== Work instructions ==
Check each line below for the word "AnalyzerImpl" and give the count alone.
──────────
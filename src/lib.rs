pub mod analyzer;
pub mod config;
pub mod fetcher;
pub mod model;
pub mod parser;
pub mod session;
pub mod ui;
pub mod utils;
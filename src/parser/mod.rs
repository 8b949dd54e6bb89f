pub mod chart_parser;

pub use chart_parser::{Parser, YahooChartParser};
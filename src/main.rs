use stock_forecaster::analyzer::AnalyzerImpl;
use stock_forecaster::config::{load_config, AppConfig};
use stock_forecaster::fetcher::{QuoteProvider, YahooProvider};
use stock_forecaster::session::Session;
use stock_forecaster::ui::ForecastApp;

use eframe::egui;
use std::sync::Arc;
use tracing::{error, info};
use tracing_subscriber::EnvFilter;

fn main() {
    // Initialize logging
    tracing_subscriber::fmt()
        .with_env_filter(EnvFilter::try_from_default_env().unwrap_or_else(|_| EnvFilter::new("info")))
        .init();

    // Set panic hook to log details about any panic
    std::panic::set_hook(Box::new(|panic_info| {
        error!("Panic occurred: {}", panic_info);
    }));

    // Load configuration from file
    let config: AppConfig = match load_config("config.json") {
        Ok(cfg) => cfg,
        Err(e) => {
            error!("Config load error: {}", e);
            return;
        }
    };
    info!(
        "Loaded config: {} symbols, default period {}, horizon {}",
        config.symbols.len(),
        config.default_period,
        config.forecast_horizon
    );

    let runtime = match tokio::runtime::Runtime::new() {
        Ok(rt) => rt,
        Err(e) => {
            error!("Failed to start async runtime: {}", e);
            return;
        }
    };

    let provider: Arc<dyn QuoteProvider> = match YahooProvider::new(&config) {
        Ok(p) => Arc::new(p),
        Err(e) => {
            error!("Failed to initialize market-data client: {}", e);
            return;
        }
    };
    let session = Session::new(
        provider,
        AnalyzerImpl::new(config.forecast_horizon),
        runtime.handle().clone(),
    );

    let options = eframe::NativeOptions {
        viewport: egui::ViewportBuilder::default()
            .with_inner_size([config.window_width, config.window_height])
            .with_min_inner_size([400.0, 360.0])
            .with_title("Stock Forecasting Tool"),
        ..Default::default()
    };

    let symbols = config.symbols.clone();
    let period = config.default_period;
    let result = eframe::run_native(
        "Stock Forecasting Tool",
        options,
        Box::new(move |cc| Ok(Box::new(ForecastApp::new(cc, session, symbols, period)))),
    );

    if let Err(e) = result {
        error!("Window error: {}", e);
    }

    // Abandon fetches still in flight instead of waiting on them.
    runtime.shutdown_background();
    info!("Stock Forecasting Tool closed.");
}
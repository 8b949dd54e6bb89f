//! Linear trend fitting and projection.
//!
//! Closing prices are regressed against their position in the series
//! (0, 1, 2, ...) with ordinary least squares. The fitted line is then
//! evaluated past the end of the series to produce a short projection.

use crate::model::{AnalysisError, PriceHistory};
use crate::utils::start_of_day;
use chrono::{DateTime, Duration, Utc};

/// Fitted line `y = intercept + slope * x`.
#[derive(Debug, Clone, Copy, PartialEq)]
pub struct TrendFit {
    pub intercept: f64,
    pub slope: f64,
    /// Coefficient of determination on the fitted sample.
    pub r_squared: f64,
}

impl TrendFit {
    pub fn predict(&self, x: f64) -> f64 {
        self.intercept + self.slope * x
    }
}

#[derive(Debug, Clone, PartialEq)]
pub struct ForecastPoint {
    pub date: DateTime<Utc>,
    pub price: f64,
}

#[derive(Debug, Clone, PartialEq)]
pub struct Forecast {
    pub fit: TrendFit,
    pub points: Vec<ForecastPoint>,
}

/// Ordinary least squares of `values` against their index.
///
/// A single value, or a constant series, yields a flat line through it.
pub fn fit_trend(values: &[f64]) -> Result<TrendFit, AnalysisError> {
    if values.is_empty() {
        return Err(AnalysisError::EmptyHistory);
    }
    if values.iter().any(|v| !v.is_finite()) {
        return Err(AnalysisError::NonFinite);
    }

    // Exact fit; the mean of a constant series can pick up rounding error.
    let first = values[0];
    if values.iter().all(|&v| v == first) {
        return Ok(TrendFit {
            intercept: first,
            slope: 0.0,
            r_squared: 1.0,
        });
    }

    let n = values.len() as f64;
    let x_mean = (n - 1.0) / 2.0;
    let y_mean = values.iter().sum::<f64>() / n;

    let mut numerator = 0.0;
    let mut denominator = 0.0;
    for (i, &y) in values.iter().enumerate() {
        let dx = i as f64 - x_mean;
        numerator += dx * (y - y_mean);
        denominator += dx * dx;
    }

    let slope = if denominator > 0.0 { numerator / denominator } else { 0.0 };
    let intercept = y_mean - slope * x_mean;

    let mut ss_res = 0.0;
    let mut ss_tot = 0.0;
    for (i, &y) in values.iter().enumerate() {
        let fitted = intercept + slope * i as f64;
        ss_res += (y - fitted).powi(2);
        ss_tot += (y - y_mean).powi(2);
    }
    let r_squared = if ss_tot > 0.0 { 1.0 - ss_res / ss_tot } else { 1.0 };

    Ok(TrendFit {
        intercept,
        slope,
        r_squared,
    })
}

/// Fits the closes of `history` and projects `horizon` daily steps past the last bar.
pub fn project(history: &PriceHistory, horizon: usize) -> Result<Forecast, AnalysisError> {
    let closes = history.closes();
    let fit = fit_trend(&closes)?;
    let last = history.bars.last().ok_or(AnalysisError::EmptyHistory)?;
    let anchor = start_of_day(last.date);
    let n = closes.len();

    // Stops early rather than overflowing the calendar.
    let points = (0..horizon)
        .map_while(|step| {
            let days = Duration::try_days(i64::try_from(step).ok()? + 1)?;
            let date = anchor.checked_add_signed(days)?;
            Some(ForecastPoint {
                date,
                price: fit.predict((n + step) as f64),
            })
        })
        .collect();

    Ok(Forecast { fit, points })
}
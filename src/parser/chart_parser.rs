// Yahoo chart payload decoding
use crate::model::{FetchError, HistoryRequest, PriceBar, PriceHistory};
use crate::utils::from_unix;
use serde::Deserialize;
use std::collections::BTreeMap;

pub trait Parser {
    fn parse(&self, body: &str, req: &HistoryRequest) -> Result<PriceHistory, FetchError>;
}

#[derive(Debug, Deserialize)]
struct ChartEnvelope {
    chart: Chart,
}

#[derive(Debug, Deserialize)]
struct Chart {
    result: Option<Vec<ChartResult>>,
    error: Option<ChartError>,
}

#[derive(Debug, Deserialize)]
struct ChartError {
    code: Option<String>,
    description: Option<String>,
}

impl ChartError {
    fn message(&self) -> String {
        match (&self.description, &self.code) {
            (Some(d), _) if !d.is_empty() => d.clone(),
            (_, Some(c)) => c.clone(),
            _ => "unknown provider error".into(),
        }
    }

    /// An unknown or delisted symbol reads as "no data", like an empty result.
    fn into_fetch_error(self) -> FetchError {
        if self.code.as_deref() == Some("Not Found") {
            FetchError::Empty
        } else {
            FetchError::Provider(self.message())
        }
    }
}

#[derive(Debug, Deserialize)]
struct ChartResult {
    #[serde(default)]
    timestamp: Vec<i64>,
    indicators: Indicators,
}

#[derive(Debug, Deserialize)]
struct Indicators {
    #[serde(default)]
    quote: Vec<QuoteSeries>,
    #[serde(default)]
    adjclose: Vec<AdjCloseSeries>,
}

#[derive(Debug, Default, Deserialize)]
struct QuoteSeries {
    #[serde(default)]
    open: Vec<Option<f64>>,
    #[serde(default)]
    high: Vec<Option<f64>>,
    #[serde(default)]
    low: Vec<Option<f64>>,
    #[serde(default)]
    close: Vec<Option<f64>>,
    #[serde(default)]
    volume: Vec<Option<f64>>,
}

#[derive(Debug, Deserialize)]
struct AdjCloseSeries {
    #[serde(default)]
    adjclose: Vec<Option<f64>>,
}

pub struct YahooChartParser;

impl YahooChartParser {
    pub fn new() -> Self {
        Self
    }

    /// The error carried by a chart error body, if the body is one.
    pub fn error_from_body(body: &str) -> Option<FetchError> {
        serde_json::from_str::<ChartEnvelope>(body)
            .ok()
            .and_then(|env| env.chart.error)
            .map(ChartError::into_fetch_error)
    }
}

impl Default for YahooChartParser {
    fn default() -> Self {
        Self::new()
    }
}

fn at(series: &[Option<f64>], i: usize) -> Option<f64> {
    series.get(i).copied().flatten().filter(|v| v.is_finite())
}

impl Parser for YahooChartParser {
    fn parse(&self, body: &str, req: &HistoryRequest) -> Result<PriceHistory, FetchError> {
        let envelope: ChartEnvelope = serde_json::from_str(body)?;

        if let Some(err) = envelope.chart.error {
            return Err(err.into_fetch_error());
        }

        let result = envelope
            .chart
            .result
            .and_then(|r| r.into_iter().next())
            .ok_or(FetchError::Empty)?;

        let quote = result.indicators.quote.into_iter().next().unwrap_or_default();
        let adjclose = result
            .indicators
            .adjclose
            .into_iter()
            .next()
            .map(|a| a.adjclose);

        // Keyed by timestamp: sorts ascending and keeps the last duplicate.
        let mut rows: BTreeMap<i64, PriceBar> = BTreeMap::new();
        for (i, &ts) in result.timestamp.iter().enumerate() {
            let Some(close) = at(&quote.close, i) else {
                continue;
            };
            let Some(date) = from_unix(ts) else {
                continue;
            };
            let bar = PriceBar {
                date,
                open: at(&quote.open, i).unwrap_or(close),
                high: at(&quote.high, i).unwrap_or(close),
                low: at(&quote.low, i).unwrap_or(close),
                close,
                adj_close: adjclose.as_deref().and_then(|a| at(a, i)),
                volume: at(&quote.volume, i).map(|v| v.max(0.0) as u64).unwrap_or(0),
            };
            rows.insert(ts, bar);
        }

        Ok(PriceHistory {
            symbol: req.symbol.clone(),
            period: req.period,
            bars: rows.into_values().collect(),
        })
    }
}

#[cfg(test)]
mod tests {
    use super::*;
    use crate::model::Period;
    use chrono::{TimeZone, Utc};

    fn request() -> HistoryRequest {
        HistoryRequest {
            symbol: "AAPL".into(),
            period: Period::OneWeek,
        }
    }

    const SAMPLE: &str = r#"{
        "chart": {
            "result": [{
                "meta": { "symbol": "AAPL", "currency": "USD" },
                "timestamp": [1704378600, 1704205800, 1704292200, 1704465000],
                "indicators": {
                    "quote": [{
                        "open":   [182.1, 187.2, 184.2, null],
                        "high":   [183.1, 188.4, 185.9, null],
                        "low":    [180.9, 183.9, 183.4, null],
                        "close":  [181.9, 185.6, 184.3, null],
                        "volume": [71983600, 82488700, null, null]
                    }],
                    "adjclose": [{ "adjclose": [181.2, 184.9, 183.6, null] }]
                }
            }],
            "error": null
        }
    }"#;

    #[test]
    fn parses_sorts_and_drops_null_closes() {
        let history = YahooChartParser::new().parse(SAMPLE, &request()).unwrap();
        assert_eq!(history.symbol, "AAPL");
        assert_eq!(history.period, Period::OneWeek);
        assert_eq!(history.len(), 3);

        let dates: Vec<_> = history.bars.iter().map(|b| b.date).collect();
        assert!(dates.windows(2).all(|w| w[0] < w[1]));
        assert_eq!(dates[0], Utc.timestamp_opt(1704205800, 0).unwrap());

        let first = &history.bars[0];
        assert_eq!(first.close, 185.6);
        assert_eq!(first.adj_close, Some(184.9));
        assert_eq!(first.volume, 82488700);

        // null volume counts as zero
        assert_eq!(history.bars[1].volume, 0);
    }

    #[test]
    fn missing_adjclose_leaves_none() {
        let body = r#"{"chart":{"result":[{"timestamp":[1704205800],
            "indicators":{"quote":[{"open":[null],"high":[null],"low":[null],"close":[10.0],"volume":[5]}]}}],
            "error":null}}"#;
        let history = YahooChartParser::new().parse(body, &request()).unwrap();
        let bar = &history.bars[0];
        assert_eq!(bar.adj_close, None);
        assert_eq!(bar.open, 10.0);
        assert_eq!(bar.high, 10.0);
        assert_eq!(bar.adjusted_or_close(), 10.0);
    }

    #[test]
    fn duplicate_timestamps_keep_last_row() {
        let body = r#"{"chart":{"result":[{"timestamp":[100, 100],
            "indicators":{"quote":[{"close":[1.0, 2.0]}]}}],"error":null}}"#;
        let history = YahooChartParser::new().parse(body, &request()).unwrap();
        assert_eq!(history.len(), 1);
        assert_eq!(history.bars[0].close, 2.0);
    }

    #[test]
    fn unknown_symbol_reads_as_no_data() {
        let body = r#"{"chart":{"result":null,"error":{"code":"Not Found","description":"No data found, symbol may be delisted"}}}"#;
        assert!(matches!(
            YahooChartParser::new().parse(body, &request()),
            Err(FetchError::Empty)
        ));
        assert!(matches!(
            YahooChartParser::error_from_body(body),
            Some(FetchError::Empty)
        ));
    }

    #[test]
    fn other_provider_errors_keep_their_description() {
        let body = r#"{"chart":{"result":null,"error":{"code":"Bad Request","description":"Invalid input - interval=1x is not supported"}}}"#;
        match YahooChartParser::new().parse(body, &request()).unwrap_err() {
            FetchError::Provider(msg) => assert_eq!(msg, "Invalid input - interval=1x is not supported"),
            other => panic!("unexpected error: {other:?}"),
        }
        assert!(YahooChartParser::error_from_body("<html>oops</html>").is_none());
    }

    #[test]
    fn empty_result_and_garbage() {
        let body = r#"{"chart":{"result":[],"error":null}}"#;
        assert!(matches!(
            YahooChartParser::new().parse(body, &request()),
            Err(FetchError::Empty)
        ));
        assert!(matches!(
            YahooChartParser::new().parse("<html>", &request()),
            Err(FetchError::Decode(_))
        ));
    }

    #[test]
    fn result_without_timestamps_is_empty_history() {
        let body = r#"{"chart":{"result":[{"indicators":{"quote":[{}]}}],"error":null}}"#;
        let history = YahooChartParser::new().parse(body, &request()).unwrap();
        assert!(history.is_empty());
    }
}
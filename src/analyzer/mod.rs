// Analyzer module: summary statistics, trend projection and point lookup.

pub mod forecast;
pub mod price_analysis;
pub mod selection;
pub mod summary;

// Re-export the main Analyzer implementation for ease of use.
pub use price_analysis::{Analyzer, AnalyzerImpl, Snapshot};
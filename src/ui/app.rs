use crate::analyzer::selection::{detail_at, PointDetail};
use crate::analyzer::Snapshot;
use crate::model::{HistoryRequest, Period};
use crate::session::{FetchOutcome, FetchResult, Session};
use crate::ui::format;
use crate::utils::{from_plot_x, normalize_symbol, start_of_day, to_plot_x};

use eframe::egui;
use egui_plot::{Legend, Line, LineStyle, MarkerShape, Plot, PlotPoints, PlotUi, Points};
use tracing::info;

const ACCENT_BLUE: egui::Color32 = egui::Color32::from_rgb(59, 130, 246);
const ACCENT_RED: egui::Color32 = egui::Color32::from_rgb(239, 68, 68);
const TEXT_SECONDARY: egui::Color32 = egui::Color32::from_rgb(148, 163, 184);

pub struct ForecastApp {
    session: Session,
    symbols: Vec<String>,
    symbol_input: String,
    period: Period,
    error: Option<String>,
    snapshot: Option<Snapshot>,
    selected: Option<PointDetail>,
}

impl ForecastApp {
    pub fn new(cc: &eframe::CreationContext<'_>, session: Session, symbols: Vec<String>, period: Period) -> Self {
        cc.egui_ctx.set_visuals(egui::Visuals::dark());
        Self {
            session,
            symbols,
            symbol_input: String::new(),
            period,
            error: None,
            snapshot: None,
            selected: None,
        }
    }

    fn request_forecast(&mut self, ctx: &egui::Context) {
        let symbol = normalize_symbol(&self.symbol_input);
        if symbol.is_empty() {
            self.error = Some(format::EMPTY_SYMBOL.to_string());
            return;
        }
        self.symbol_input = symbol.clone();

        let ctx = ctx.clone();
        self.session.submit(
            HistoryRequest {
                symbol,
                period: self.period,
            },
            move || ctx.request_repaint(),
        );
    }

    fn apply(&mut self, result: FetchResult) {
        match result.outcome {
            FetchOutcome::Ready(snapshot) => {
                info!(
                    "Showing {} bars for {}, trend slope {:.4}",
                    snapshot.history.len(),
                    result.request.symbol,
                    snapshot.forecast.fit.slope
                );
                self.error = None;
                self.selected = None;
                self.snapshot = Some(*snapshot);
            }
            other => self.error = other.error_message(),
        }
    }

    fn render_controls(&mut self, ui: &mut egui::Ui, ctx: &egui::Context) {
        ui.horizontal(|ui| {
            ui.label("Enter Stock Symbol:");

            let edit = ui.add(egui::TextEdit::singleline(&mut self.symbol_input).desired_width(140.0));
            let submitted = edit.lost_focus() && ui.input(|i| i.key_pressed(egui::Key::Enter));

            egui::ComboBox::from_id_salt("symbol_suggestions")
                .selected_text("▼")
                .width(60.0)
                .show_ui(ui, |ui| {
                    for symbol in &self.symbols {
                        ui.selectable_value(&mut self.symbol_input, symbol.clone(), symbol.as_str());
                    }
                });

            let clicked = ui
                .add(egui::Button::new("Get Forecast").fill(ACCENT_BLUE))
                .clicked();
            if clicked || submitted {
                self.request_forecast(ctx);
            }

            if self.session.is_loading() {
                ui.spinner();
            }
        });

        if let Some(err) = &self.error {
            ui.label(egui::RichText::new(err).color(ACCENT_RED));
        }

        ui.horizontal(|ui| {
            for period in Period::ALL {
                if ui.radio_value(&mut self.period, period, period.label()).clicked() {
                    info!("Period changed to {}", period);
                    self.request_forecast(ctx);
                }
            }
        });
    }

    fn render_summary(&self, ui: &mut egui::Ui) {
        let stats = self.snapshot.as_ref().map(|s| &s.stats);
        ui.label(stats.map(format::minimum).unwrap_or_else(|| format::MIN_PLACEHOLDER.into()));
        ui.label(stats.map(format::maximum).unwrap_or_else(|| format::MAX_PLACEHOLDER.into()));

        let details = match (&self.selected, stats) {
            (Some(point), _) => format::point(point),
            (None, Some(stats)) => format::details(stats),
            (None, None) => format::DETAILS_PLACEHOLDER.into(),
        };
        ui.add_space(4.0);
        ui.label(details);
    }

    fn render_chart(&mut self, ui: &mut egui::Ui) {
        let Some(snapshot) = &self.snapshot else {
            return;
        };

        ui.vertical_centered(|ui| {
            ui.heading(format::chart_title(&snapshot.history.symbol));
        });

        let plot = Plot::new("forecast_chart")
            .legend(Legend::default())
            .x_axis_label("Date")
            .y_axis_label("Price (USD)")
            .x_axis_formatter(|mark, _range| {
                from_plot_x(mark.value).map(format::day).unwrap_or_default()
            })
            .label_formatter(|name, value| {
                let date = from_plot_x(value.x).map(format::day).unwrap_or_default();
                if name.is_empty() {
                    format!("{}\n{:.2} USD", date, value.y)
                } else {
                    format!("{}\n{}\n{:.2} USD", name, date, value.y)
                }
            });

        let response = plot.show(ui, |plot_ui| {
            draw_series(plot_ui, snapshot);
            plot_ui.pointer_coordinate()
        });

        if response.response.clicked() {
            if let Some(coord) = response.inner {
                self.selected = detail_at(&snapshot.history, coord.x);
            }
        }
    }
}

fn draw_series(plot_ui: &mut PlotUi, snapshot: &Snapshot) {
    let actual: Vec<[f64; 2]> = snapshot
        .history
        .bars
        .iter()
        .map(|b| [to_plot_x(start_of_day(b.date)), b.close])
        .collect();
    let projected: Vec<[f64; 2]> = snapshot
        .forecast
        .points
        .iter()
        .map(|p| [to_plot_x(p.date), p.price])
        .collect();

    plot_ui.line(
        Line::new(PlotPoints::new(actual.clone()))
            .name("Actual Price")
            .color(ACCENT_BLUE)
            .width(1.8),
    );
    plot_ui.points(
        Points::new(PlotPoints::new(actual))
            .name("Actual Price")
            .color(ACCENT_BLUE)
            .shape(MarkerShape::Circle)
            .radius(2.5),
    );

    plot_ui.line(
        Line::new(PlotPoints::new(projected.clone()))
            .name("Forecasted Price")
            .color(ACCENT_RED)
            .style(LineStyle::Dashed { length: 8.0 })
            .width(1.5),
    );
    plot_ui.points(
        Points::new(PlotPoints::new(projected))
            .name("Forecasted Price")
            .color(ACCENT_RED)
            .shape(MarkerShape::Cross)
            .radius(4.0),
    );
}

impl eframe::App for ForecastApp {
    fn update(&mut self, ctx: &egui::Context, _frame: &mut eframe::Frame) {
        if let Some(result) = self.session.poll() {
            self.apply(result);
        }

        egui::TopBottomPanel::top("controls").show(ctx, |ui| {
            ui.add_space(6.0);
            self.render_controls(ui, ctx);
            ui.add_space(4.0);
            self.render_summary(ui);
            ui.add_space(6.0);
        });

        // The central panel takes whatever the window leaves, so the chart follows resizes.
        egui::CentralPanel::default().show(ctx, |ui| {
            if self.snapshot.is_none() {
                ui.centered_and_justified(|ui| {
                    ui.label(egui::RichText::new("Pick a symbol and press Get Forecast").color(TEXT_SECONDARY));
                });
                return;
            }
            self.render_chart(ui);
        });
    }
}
──────────
== Response area ==
3